* _What the task requires_:
From the listing below, copy only the lines from the line that contains "let Some(expect_path) = &case.expected" to the line that contains "fn is_hidden_dir(entry: &walkdir::DirEntry)", counting those two lines as part of the copy.

:::

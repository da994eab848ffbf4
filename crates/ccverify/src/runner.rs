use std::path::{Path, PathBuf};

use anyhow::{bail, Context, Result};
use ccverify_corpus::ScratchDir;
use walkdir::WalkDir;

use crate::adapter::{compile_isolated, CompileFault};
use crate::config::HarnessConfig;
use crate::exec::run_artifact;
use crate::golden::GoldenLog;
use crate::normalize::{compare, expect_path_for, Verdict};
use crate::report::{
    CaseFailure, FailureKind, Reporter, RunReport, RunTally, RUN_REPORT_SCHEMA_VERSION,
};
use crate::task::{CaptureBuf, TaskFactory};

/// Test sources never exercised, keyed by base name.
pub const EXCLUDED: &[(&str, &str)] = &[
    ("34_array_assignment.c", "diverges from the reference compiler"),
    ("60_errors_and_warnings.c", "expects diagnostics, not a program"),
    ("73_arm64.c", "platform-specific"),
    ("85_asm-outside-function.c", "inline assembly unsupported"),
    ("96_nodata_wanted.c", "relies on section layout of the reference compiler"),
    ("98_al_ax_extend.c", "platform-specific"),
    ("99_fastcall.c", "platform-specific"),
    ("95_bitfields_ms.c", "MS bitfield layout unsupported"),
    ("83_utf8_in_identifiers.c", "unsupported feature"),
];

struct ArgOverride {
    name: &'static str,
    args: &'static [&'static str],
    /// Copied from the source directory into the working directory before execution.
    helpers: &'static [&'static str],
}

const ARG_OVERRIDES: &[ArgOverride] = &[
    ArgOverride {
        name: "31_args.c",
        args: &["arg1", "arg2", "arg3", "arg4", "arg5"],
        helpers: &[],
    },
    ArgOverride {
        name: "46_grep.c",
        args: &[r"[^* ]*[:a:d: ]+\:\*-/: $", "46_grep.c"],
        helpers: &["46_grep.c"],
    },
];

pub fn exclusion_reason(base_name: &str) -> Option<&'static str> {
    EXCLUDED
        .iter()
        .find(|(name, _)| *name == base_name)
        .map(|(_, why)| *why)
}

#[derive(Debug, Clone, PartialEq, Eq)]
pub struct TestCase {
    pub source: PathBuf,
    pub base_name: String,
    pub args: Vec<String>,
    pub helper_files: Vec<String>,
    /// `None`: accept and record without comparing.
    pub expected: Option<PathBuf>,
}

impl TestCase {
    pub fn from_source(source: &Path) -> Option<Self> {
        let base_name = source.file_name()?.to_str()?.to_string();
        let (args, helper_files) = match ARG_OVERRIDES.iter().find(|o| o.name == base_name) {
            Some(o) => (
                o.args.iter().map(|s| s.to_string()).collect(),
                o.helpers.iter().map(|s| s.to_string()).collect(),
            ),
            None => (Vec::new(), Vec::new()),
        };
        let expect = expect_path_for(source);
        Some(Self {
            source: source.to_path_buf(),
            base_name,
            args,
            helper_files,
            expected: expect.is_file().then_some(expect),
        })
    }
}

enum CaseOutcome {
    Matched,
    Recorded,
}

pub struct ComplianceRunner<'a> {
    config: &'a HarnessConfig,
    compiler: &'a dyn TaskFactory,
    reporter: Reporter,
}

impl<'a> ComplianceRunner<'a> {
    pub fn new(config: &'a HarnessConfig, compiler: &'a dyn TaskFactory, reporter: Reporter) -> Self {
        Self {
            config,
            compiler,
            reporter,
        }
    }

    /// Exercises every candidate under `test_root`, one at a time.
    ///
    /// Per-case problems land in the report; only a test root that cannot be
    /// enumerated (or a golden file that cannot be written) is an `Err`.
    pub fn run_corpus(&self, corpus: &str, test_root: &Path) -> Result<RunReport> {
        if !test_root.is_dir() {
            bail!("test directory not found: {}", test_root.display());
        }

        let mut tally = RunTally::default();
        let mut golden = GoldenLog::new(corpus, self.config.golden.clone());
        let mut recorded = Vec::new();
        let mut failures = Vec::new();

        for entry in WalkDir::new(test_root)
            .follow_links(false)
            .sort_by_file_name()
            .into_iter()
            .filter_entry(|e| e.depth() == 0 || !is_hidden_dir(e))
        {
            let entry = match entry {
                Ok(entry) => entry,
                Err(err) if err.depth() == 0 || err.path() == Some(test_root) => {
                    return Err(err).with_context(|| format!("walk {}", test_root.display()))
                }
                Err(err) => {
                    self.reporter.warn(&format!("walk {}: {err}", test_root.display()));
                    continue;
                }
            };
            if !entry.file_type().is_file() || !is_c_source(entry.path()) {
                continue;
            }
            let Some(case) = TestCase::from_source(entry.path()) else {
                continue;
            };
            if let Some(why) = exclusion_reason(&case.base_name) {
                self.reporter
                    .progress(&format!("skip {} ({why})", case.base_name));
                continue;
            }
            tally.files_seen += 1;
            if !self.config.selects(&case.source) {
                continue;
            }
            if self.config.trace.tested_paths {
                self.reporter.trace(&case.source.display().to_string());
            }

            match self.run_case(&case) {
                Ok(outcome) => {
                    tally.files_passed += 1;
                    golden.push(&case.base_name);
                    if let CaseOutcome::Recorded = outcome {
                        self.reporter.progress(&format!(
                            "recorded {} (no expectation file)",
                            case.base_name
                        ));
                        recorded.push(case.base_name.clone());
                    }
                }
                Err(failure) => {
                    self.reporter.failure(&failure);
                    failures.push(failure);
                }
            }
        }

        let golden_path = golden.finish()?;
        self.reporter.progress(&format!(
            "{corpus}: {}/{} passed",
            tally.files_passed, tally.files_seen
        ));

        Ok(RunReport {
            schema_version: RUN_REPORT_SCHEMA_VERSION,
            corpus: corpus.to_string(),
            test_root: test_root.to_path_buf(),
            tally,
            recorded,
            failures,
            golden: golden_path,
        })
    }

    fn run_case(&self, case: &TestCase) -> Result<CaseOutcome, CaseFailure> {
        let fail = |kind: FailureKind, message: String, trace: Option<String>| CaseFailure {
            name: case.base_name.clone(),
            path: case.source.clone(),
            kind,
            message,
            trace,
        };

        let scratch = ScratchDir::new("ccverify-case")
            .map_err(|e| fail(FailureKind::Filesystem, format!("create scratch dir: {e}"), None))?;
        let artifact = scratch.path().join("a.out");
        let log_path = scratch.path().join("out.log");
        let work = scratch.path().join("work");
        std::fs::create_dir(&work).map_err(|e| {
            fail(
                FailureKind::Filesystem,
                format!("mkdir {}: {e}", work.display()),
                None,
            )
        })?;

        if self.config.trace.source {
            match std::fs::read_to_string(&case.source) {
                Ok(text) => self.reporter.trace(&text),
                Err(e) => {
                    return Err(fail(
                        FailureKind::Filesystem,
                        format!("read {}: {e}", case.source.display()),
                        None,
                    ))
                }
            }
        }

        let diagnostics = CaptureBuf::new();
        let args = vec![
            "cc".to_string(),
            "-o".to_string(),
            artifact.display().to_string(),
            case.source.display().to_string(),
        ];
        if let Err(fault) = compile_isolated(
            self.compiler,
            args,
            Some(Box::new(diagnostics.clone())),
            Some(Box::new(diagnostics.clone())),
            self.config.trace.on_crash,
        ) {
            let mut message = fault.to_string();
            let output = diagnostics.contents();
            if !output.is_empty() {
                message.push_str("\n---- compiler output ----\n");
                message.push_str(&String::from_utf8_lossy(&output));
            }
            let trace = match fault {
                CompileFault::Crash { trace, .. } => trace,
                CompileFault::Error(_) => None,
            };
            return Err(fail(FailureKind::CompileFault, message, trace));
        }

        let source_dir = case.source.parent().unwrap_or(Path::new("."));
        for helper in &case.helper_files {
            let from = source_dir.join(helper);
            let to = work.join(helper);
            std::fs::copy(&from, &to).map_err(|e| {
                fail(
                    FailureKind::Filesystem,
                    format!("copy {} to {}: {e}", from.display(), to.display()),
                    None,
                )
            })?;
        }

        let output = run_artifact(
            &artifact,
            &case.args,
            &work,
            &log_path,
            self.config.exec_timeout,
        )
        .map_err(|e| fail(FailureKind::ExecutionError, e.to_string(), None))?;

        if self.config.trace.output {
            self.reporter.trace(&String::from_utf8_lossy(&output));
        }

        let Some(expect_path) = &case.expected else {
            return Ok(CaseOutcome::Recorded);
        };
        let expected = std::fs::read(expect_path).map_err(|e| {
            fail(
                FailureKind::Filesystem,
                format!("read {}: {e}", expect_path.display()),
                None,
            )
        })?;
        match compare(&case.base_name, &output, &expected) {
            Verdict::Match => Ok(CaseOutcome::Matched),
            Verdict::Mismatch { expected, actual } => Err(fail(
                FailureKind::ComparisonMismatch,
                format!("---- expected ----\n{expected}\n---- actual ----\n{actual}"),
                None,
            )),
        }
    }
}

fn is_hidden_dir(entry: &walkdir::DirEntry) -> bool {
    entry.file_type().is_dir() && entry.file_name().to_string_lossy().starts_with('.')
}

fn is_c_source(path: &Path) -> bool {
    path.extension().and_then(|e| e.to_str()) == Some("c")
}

:::

* _The completed task_:
        let Some(expect_path) = &case.expected else {
            return Ok(CaseOutcome::Recorded);
        };
        let expected = std::fs::read(expect_path).map_err(|e| {
            fail(
                FailureKind::Filesystem,
                format!("read {}: {e}", expect_path.display()),
                None,
            )
        })?;
        match compare(&case.base_name, &output, &expected) {
            Verdict::Match => Ok(CaseOutcome::Matched),
            Verdict::Mismatch { expected, actual } => Err(fail(
                FailureKind::ComparisonMismatch,
                format!("---- expected ----\n{expected}\n---- actual ----\n{actual}"),
                None,
            )),
        }
    }
}

fn is_hidden_dir(entry: &walkdir::DirEntry) -> bool {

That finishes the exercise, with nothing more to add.